— Exercise requirements —
Search the material for the word "returned" and copy every line in which it occurs.

*** Opening The data ***

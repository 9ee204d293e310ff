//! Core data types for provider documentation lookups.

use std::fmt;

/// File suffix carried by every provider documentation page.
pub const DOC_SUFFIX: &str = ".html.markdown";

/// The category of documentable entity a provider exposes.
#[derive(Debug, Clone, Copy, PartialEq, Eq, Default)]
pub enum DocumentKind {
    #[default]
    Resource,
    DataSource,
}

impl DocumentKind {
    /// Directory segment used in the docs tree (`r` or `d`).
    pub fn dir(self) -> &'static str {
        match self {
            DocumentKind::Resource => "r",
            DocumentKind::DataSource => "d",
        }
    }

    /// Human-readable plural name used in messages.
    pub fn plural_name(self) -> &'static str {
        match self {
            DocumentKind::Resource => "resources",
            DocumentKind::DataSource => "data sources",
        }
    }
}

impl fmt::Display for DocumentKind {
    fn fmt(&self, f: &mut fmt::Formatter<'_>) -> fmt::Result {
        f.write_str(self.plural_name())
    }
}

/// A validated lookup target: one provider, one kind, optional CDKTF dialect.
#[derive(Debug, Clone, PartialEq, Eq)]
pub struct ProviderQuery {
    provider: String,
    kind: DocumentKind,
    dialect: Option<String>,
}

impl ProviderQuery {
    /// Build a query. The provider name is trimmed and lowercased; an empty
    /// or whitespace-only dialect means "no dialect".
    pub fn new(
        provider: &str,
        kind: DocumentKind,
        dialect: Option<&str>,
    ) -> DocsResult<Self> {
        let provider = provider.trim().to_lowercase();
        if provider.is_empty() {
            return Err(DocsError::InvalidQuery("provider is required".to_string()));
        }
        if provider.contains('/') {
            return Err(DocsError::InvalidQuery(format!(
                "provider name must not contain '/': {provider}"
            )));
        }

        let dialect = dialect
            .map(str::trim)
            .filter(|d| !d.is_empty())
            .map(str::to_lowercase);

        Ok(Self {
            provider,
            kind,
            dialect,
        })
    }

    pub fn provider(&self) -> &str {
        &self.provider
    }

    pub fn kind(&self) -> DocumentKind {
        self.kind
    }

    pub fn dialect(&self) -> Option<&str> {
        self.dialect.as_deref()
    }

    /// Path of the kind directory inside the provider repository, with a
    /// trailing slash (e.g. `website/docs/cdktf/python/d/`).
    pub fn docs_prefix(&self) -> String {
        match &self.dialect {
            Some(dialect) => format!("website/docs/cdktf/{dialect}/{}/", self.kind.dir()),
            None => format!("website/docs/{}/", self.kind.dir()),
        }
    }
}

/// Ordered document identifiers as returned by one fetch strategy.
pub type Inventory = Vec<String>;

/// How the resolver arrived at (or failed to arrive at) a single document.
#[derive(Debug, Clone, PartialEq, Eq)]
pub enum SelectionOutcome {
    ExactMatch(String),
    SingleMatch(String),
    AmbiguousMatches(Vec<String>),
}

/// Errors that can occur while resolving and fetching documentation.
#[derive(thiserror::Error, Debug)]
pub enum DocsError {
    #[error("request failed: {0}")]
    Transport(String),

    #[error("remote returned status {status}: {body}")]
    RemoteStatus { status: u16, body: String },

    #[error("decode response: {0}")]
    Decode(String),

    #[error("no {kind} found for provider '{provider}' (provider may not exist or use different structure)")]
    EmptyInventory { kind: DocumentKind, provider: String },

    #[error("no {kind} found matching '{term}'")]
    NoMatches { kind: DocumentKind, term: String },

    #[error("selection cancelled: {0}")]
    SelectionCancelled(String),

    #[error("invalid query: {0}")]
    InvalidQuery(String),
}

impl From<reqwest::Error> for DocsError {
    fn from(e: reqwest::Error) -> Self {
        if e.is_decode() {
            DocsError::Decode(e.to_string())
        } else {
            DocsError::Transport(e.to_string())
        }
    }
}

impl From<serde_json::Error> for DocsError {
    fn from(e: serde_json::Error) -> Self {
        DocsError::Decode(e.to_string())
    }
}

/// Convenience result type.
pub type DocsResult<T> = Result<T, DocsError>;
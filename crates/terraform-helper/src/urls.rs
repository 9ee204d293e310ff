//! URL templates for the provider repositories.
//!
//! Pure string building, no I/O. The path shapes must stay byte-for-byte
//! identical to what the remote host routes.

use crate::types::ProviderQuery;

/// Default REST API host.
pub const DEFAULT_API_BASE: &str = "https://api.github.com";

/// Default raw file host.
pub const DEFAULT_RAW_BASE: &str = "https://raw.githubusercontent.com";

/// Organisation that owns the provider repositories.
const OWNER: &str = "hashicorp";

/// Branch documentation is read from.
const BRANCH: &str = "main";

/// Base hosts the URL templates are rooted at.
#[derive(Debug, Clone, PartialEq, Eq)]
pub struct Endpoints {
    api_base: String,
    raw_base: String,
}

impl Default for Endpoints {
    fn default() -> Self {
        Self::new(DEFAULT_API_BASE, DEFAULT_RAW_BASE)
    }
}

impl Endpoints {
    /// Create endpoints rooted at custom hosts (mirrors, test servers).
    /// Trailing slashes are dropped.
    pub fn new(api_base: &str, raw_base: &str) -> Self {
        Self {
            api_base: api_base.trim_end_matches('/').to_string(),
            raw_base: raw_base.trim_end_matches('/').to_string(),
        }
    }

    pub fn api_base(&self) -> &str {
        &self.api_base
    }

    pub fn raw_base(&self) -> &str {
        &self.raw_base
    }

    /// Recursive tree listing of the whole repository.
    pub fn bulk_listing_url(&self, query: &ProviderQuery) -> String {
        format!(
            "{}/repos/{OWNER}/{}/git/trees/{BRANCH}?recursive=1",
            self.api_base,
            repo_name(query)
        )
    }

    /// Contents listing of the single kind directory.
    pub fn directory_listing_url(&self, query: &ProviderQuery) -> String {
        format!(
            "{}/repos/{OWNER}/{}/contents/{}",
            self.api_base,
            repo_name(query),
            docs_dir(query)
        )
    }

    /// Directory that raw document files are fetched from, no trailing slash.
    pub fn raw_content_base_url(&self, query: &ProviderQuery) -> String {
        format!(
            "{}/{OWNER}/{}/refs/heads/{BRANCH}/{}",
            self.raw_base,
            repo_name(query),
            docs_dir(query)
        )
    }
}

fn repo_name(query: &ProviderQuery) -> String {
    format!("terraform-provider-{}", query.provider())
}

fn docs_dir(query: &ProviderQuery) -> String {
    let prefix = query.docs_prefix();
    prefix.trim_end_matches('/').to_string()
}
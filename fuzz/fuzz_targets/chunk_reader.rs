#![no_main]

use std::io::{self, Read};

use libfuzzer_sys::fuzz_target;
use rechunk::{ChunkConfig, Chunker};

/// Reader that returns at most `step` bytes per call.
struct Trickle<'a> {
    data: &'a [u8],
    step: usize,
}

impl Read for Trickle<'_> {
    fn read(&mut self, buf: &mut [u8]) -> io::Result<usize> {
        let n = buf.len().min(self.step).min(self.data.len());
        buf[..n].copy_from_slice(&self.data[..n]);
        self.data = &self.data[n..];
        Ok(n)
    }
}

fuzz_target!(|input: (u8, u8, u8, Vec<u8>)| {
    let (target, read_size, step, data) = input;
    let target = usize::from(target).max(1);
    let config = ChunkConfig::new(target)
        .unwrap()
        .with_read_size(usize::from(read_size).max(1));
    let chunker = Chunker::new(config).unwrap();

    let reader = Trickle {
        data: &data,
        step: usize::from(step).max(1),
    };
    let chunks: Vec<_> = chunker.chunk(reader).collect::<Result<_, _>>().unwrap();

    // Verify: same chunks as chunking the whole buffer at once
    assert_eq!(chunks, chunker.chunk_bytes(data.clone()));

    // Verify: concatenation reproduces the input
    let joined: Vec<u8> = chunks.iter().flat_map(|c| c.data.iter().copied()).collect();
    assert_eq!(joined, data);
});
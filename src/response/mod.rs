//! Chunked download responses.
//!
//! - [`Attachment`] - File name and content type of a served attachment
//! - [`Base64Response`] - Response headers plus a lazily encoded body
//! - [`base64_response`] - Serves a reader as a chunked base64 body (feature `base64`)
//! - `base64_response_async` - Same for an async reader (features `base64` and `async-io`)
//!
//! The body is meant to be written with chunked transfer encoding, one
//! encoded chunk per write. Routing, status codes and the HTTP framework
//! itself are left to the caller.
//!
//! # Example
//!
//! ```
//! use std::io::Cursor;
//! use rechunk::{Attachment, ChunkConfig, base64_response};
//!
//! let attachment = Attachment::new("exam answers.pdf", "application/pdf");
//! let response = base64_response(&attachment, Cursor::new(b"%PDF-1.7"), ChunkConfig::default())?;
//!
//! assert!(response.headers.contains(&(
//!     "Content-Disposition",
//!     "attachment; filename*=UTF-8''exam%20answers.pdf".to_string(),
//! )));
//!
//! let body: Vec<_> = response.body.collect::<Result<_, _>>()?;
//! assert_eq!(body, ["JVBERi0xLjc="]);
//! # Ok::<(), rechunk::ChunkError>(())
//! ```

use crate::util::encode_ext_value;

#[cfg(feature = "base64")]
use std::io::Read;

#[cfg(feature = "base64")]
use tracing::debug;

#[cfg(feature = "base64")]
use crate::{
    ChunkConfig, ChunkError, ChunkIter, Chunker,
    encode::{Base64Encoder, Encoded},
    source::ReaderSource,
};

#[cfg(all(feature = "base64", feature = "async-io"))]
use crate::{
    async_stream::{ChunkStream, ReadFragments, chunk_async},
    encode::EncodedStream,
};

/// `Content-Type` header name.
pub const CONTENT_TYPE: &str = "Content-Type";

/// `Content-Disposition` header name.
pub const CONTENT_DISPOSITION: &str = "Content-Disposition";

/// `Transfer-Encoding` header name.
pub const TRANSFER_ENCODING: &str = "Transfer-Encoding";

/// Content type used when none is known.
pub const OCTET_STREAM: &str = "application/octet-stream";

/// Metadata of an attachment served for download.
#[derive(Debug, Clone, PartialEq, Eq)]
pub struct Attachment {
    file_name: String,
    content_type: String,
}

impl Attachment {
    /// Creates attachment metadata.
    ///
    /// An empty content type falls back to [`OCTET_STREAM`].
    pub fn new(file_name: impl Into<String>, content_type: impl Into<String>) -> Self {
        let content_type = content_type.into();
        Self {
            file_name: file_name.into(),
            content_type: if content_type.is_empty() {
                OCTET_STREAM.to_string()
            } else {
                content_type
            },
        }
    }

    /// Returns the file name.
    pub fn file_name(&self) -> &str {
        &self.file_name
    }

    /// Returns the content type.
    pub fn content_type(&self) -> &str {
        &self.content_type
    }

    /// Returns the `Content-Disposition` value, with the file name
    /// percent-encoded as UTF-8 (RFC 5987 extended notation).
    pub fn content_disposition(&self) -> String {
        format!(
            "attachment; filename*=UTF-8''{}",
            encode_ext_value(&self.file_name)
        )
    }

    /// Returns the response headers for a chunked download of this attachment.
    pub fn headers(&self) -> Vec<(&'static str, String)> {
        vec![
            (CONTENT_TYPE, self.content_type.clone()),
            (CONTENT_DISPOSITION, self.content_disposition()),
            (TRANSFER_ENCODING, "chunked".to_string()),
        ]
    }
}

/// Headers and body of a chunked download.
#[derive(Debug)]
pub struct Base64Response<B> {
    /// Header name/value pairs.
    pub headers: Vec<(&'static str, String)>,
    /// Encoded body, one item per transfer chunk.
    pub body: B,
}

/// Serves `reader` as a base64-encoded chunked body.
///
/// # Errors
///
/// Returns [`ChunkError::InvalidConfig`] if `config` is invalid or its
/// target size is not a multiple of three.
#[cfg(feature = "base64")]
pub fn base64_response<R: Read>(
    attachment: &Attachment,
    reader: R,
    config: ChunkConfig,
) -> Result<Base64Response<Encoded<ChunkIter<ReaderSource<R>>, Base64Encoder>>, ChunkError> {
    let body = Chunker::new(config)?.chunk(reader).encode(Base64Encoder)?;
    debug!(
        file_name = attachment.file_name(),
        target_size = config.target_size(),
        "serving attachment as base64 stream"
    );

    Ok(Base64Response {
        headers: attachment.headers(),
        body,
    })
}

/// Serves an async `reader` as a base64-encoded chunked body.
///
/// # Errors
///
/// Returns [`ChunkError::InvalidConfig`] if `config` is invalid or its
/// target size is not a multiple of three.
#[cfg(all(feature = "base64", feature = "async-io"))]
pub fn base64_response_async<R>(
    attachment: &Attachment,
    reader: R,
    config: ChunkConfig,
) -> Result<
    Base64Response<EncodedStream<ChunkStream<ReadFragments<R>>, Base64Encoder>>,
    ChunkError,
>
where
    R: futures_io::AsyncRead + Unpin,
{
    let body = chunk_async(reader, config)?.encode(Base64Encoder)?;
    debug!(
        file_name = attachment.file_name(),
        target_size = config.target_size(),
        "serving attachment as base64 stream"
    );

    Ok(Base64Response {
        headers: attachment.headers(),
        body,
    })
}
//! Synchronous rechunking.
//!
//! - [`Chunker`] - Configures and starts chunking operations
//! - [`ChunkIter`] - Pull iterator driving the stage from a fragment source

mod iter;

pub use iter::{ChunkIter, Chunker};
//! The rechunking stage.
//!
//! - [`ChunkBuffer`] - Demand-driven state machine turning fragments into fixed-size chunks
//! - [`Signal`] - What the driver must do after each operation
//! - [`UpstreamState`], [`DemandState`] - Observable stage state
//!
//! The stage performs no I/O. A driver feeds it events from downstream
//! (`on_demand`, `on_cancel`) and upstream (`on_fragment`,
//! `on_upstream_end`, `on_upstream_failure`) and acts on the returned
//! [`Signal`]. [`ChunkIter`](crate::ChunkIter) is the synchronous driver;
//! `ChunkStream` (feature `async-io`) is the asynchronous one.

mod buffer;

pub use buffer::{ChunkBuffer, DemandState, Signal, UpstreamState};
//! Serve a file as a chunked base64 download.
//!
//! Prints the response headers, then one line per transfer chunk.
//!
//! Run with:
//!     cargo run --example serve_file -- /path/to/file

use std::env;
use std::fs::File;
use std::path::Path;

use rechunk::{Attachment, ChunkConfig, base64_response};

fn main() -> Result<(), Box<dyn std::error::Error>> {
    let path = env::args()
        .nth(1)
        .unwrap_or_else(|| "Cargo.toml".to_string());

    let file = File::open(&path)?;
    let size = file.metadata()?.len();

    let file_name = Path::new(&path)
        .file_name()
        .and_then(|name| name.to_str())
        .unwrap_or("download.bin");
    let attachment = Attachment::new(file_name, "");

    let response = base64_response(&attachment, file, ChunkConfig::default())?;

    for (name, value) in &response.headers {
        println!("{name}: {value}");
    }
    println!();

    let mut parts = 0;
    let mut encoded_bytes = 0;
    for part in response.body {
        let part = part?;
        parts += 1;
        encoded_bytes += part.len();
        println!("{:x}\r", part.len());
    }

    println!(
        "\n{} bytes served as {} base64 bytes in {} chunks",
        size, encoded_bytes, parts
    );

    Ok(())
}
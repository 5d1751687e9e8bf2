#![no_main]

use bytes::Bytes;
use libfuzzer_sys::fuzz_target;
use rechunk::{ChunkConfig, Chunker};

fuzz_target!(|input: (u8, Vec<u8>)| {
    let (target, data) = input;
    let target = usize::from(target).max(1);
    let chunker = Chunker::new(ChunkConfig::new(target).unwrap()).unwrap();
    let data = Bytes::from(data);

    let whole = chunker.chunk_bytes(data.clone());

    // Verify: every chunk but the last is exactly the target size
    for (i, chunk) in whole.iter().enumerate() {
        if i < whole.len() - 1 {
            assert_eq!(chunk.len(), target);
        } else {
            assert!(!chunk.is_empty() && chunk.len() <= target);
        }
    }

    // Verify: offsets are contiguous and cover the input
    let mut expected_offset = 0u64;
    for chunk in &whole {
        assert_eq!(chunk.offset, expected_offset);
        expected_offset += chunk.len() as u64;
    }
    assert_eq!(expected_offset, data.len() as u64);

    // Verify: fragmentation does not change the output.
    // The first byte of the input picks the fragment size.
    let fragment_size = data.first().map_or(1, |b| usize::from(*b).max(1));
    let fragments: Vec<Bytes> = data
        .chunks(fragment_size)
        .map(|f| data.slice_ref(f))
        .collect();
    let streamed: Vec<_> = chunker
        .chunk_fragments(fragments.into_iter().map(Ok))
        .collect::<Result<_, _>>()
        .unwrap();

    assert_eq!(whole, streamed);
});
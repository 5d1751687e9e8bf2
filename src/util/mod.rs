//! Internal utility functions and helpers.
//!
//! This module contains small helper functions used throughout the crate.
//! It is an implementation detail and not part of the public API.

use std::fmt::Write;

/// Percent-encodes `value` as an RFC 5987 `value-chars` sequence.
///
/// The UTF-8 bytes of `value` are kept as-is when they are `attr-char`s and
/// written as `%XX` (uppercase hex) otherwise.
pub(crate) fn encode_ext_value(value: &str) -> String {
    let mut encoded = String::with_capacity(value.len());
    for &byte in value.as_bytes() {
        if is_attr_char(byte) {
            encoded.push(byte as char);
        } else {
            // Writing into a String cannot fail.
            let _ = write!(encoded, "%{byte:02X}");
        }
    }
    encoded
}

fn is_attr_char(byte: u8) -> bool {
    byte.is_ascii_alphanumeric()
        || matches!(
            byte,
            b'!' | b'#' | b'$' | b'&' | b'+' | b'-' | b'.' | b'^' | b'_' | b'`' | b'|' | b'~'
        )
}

*** Closing The data ***

— Finished exercise —
/// Ordered document identifiers as returned by one fetch strategy.
    #[error("remote returned status {status}: {body}")]
//! `on_upstream_end`, `on_upstream_failure`) and acts on the returned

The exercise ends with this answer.